El filósofo
AMIGO le escribía a Florencio regularmente
y sus palabras surgían de sus intensos estudios en Alemania de la abundancia de
su corazón, la reflexión de su espíritu y la contemplación de su mente. La
última carta decía:
“He estado estudiando la Ética aristotélica y
me maravilla su objeto y su unidad. El objeto es la felicidad como fin último
de la vida, la cual es concebida como un acto, no como un estado: es un estar
en acto en vista de un fin.
La
subordinación de los fines nos conduce por necesidad a un fin último al cual
tendemos como arqueros hacia un blanco. Un fin de los fines que si es divino
sin embargo como forma de vida práctica, denominada buena acción, eypragía,
surge de SU BELLA ACCIÓN y produce una forma de vida plena medida por
comparación al hombre sabio y justo, óptimo u hombre paradigmático. El bueno es
quien lo imita y el malo quien no obedece la regla vista en las acciones de
ambos y se desmesura.
La ética
tiene que ver exclusivamente con las acciones no con las cosas y para alcanzar
el fin o el blanco debe adquirir la práctica por la experiencia. No es
geometría que se aprende desde los axiomas sino por el obrar mismo. Esta
experiencia va adquiriendo un hábito que plasma una forma llamada areté,
traducida luego por virtud. Las virtudes también se subordinan en cuanto
alcanzan fines subordinados al último, aquel que los hace fines.

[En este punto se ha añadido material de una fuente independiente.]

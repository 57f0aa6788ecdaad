// This file is part of rastercore.
// Copyright (C) 2024 the rastercore authors
//
// rastercore is free software: you can redistribute it and/or modify
// it under the terms of the GNU General Public License as published by
// the Free Software Foundation, either version 3 of the License, or
// (at your option) any later version.
//
// rastercore is distributed in the hope that it will be useful,
// but WITHOUT ANY WARRANTY; without even the implied warranty of
// MERCHANTABILITY or FITNESS FOR A PARTICULAR PURPOSE.  See the
// GNU General Public License for more details.
//
// You should have received a copy of the GNU General Public License
// along with rastercore.  If not, see <https://www.gnu.org/licenses/>.


use std::fmt;
use std::ops::ControlFlow;

use super::boundary::Boundary;
use super::color::{ColorType, ComponentSet, PixelFormat};
use super::drawable::{Drawable, DrawableKind, Lifecycle};
use super::image::DrawableRef;
use super::region::{PixelRegion, PixelRegionMut};
use super::regionops;
use super::tilestore::TileStore;
use super::transform::{Affine, Orientation, Rotation};
use super::{AoE, Blendmode, Rectangle};
use crate::{RasterError, Result};

/// Layer identifier, allocated by the image the layer is added to.
///
/// Zero means the layer has not been added to an image yet.
#[derive(Copy, Clone, PartialEq, Eq, Hash, Debug, PartialOrd, Ord, Default)]
#[repr(transparent)]
pub struct LayerId(pub u32);

#[derive(Copy, Clone, PartialEq, Eq, Hash, Debug, PartialOrd, Ord, Default)]
#[repr(transparent)]
pub struct ChannelId(pub u32);

impl fmt::Display for LayerId {
    fn fmt(&self, f: &mut fmt::Formatter<'_>) -> fmt::Result {
        write!(f, "layer {:04x}", self.0)
    }
}

impl fmt::Display for ChannelId {
    fn fmt(&self, f: &mut fmt::Formatter<'_>) -> fmt::Result {
        write!(f, "channel {:04x}", self.0)
    }
}

/// Initial content of a new layer mask
#[derive(Copy, Clone, Debug, Eq, PartialEq)]
pub enum MaskKind {
    White,
    Black,
    AlphaCopy,
    /// Like AlphaCopy, but the layer becomes opaque once the mask is added
    AlphaTransfer,
    SelectionCopy,
    InverseSelectionCopy,
    GraySourceCopy,
}

/// What to do with the mask's content when removing it
#[derive(Copy, Clone, Debug, Eq, PartialEq)]
pub enum MaskApply {
    Apply,
    Discard,
}

#[derive(Clone, Debug)]
pub struct LayerMask {
    drawable: Drawable,

    /// Modulate the layer's alpha with the mask when compositing
    pub apply: bool,

    /// Show the mask instead of the layer
    pub show: bool,

    /// The mask (rather than the layer) receives edits
    pub edit: bool,

    // Reset the layer's alpha once the mask has been added
    alpha_transfer: bool,
}

impl LayerMask {
    pub fn new(name: &str, width: u32, height: u32) -> Result<LayerMask> {
        Ok(Self::from_drawable(Drawable::new(
            DrawableKind::LayerMask,
            name,
            width,
            height,
            PixelFormat::GRAY,
        )?))
    }

    pub(crate) fn from_drawable(drawable: Drawable) -> LayerMask {
        debug_assert_eq!(drawable.kind(), DrawableKind::LayerMask);
        LayerMask {
            drawable,
            apply: true,
            show: false,
            edit: true,
            alpha_transfer: false,
        }
    }

    pub(crate) fn with_alpha_transfer(mut self) -> Self {
        self.alpha_transfer = true;
        self
    }

    pub fn drawable(&self) -> &Drawable {
        &self.drawable
    }

    pub fn drawable_mut(&mut self) -> &mut Drawable {
        &mut self.drawable
    }

    pub fn tiles(&self) -> &TileStore {
        self.drawable.tiles()
    }
}

/// A color channel: an extra gray drawable shown as a tinted overlay
#[derive(Clone, Debug)]
pub struct Channel {
    pub(crate) id: ChannelId,
    drawable: Drawable,
    pub color: [u8; 3],
    pub opacity: u8,
}

impl Channel {
    pub fn new(name: &str, width: u32, height: u32, color: [u8; 3]) -> Result<Channel> {
        Ok(Channel {
            id: ChannelId::default(),
            drawable: Drawable::new(DrawableKind::Channel, name, width, height, PixelFormat::GRAY)?,
            color,
            opacity: 128,
        })
    }

    pub fn from_store(name: &str, tiles: TileStore, color: [u8; 3]) -> Result<Channel> {
        Ok(Channel {
            id: ChannelId::default(),
            drawable: Drawable::from_store(DrawableKind::Channel, name, tiles, PixelFormat::GRAY)?,
            color,
            opacity: 128,
        })
    }

    pub fn id(&self) -> ChannelId {
        self.id
    }

    pub fn drawable(&self) -> &Drawable {
        &self.drawable
    }

    pub fn drawable_mut(&mut self) -> &mut Drawable {
        &mut self.drawable
    }
}

/// The state that makes a layer a floating selection
#[derive(Clone, Debug)]
pub struct FloatingState {
    pub(crate) target: DrawableRef,

    /// Target pixels under the layer, same size as the layer, target's depth
    pub(crate) backing: TileStore,

    /// True when the target currently holds its own pixels
    /// (nothing has been composited since the last rigor/relax)
    pub(crate) initial: bool,

    pub(crate) boundary: Option<Boundary>,
}

impl FloatingState {
    pub fn target(&self) -> DrawableRef {
        self.target
    }

    pub fn backing_store(&self) -> &TileStore {
        &self.backing
    }

    pub fn is_initial(&self) -> bool {
        self.initial
    }
}

#[derive(Clone, Debug)]
pub struct Layer {
    pub(crate) id: LayerId,
    drawable: Drawable,
    pub opacity: u8,
    pub mode: Blendmode,
    pub preserve_alpha: bool,
    mask: Option<LayerMask>,
    pub(crate) floating: Option<FloatingState>,
}

impl Layer {
    /// Create a new transparent layer
    pub fn new(
        name: &str,
        width: u32,
        height: u32,
        color: ColorType,
        has_alpha: bool,
    ) -> Result<Layer> {
        let format = PixelFormat::new(color, has_alpha);
        Ok(Self::from_drawable(Drawable::new(
            DrawableKind::Layer,
            name,
            width,
            height,
            format,
        )?))
    }

    /// Create a layer from existing pixel content
    pub fn from_store(name: &str, tiles: TileStore, format: PixelFormat) -> Result<Layer> {
        Ok(Self::from_drawable(Drawable::from_store(
            DrawableKind::Layer,
            name,
            tiles,
            format,
        )?))
    }

    fn from_drawable(drawable: Drawable) -> Layer {
        Layer {
            id: LayerId::default(),
            drawable,
            opacity: 255,
            mode: Blendmode::Normal,
            preserve_alpha: false,
            mask: None,
            floating: None,
        }
    }

    pub fn id(&self) -> LayerId {
        self.id
    }

    pub fn drawable(&self) -> &Drawable {
        &self.drawable
    }

    pub fn drawable_mut(&mut self) -> &mut Drawable {
        &mut self.drawable
    }

    pub fn name(&self) -> &str {
        self.drawable.name()
    }

    pub fn format(&self) -> PixelFormat {
        self.drawable.format()
    }

    pub fn tiles(&self) -> &TileStore {
        self.drawable.tiles()
    }

    pub fn bounds(&self) -> Rectangle {
        self.drawable.bounds()
    }

    pub fn is_visible(&self) -> bool {
        self.drawable.visible
    }

    pub fn set_visible(&mut self, visible: bool) {
        self.drawable.visible = visible;
    }

    /// Move the layer (and its mask) to a new position
    pub fn set_offset(&mut self, x: i32, y: i32) {
        self.drawable.set_offset(x, y);
        if let Some(m) = &mut self.mask {
            m.drawable.set_offset(x, y);
        }
    }

    pub fn mask(&self) -> Option<&LayerMask> {
        self.mask.as_ref()
    }

    pub fn mask_mut(&mut self) -> Option<&mut LayerMask> {
        self.mask.as_mut()
    }

    pub fn is_floating(&self) -> bool {
        self.floating.is_some()
    }

    pub fn floating_state(&self) -> Option<&FloatingState> {
        self.floating.as_ref()
    }

    pub(crate) fn set_lifecycle(&mut self, lifecycle: Lifecycle) {
        self.drawable.set_lifecycle(lifecycle);
        if let Some(m) = &mut self.mask {
            m.drawable.set_lifecycle(lifecycle);
        }
    }

    /// The channels that edits of this layer's own pixels may touch.
    ///
    /// With preserve-alpha set, the alpha channel is excluded.
    pub fn editable_components(&self) -> ComponentSet {
        let all = ComponentSet::ALL;
        match (self.preserve_alpha, self.format().alpha_index()) {
            (true, Some(ai)) => all.with(ai, false),
            _ => all,
        }
    }

    /// Attach a mask to this layer.
    ///
    /// The mask must be the same size as the layer, and the layer
    /// must not have a mask already. On failure, the layer is not modified.
    pub fn add_mask(&mut self, mut mask: LayerMask) -> Result<AoE> {
        if self.mask.is_some() || mask.drawable.lifecycle() != Lifecycle::Unattached {
            return Err(RasterError::AlreadyExists);
        }
        if mask.drawable.size() != self.drawable.size() {
            return Err(RasterError::DimensionMismatch);
        }

        if mask.alpha_transfer {
            mask.alpha_transfer = false;
            let fmt = self.format();
            if let Some(ai) = fmt.alpha_index() {
                let bpp = fmt.bpp();
                PixelRegionMut::whole(self.drawable.tiles_mut()).for_each_chunk_mut(|mut chunk| {
                    for row in chunk.rows_mut() {
                        row.chunks_exact_mut(bpp).for_each(|px| px[ai] = 255);
                    }
                });
            }
        }

        let (x, y) = self.drawable.offset();
        mask.drawable.set_offset(x, y);
        mask.drawable.set_lifecycle(self.drawable.lifecycle());
        let visible = mask.apply || mask.show;
        self.mask = Some(mask);

        Ok(if visible && self.is_visible() {
            AoE::Bounds(self.bounds())
        } else {
            AoE::Nothing
        })
    }

    /// Detach the layer mask, optionally applying it to the alpha channel first.
    ///
    /// When applying a mask to a layer without alpha, an alpha channel is added.
    pub fn remove_mask(&mut self, apply: MaskApply) -> Result<LayerMask> {
        let mut mask = self.mask.take().ok_or(RasterError::NotFound)?;

        if apply == MaskApply::Apply {
            if let Err(e) = self.apply_mask_content(&mask) {
                self.mask = Some(mask);
                return Err(e);
            }
        }

        mask.drawable.set_lifecycle(Lifecycle::Removed);
        Ok(mask)
    }

    fn apply_mask_content(&mut self, mask: &LayerMask) -> Result<()> {
        let fmt = self.format();
        if !fmt.has_alpha {
            let tiles = regionops::add_alpha_channel(&PixelRegion::whole(self.tiles()), fmt)?;
            self.drawable.replace_content(tiles, fmt.with_alpha());
        }
        let fmt = self.format();
        regionops::apply_mask(
            &mut PixelRegionMut::whole(self.drawable.tiles_mut()),
            fmt,
            &PixelRegion::whole(mask.tiles()),
            255,
        )
    }

    pub fn resize(&mut self, width: u32, height: u32, dx: i32, dy: i32) -> Result<()> {
        self.drawable.resize(width, height, dx, dy)?;
        if let Some(m) = &mut self.mask {
            m.drawable.resize(width, height, dx, dy)?;
        }
        Ok(())
    }

    /// Scale the layer and its mask.
    ///
    /// The progress callback sees the layer and then the mask.
    /// If it cancels, neither is changed.
    pub fn scale<F>(&mut self, width: u32, height: u32, mut progress: F) -> Result<()>
    where
        F: FnMut(f32) -> ControlFlow<()>,
    {
        let tiles = self.drawable.scaled_store(width, height, &mut progress)?;
        let mask_tiles = match &self.mask {
            Some(m) => Some(m.drawable.scaled_store(width, height, &mut progress)?),
            None => None,
        };
        self.drawable.replace_tiles(tiles)?;
        if let (Some(m), Some(t)) = (&mut self.mask, mask_tiles) {
            m.drawable.replace_tiles(t)?;
        }
        Ok(())
    }

    pub fn flip(&mut self, orientation: Orientation) -> Result<()> {
        self.drawable.flip(orientation)?;
        if let Some(m) = &mut self.mask {
            m.drawable.flip(orientation)?;
        }
        Ok(())
    }

    pub fn rotate(&mut self, rotation: Rotation) -> Result<()> {
        self.drawable.rotate(rotation)?;
        if let Some(m) = &mut self.mask {
            m.drawable.rotate(rotation)?;
        }
        Ok(())
    }

    pub fn transform<F>(&mut self, affine: &Affine, mut progress: F) -> Result<()>
    where
        F: FnMut(f32) -> ControlFlow<()>,
    {
        let (tiles, bounds) = self.drawable.transformed_store(affine, &mut progress)?;
        let mask_tiles = match &self.mask {
            Some(m) => Some(m.drawable.transformed_store(affine, &mut progress)?.0),
            None => None,
        };
        self.drawable.replace_tiles(tiles)?;
        if let (Some(m), Some(t)) = (&mut self.mask, mask_tiles) {
            m.drawable.replace_tiles(t)?;
        }
        self.set_offset(bounds.x, bounds.y);
        Ok(())
    }
}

Este se llama
felicidad o eydaimonía.
Lo
sorprendente es que no es una cosa o un algo que se alcanza sino que es el
mismo acto en su perfección máxima, es decir regida por la virtud intelectual
de la sabiduría, el acto del NOYS o inteligencia pura.
La
felicidad es pues acto interior del alma intelectual en su virtud más alta y no
algo que viene desde afuera regido por la fortuna. Para los hombres en general
la fortuna es idéntica con la felicidad. Aristóteles acepta una cantidad de
bienes exteriores solo necesarios para ejercer las diversas virtudes y asimismo
un mínimo de infortunios como los de Príamo
La virtud
queda fijada por el ejercicio y por eso se llama “ética”. Comprendo que todo
esto es una antigualla además pisoteada por la educación actual. Pero para mi
maestro no hay más pasado pisado. Cada época es consuma en algo transparente
como lo que he expuesto e integra un presnte: el de la historia de la verdad.
Imaginarán
cuan pleno estoy con todo esto ¡Que una filosofía así haya podido surgir al fin
haciendo justicia! Concuerda los tiempos y concordarán los derechos. Les arrojo
esta pureza, que exige mi maestro en todo, sobre vuestra pureza. Somos ahora jóvenes
y mucho necesitaremos de la verdad para andar por este mundo. Los abraza
vuestro amigo Martín.”
Florencio
leía la carta a Flora con regocijo en su lejano retiro campestre y ambos
pensaron:
“Que bien -dijo
Florencio- yo pensaba que nosotros lisa y llanamente hemos buscado la felicidad
y que esta no consiste en las cosas sino en algo impalpable”.
“Claro –dijo
Flora- yo la siento como una música, que más lo es cuanto más armonía muestra. No
la puedes tomar y atesorar. Surge cuando la ejecutas o compones y parece
evaporarse luego”.
“Sí pero
mira como consiste en las virtudes que surgen del ejercicio deseado en vista
del bien y entonces se fijan en el alma” dijo Florencio.
“Bueno la música
tiene modos y están allí cuando los requieres”, dijo Flora siguiendo con el
ejemplo que conocía.
“Sucede que
esta música es la filosofía porque viene de las Musas” contestó Florencio
recordando las lecciones de su amigo. “Pero ahora aprehendiendo lo invisible
sigamos adelante con nuestra nochecita que aún hay fines subordinados que
atender”, añadió.
Y ambos se
sumergieron en las tareas finales del día alrededor y dentro de la casa
sintiendo que el hogar hacia adonde avanzaban era el fin último.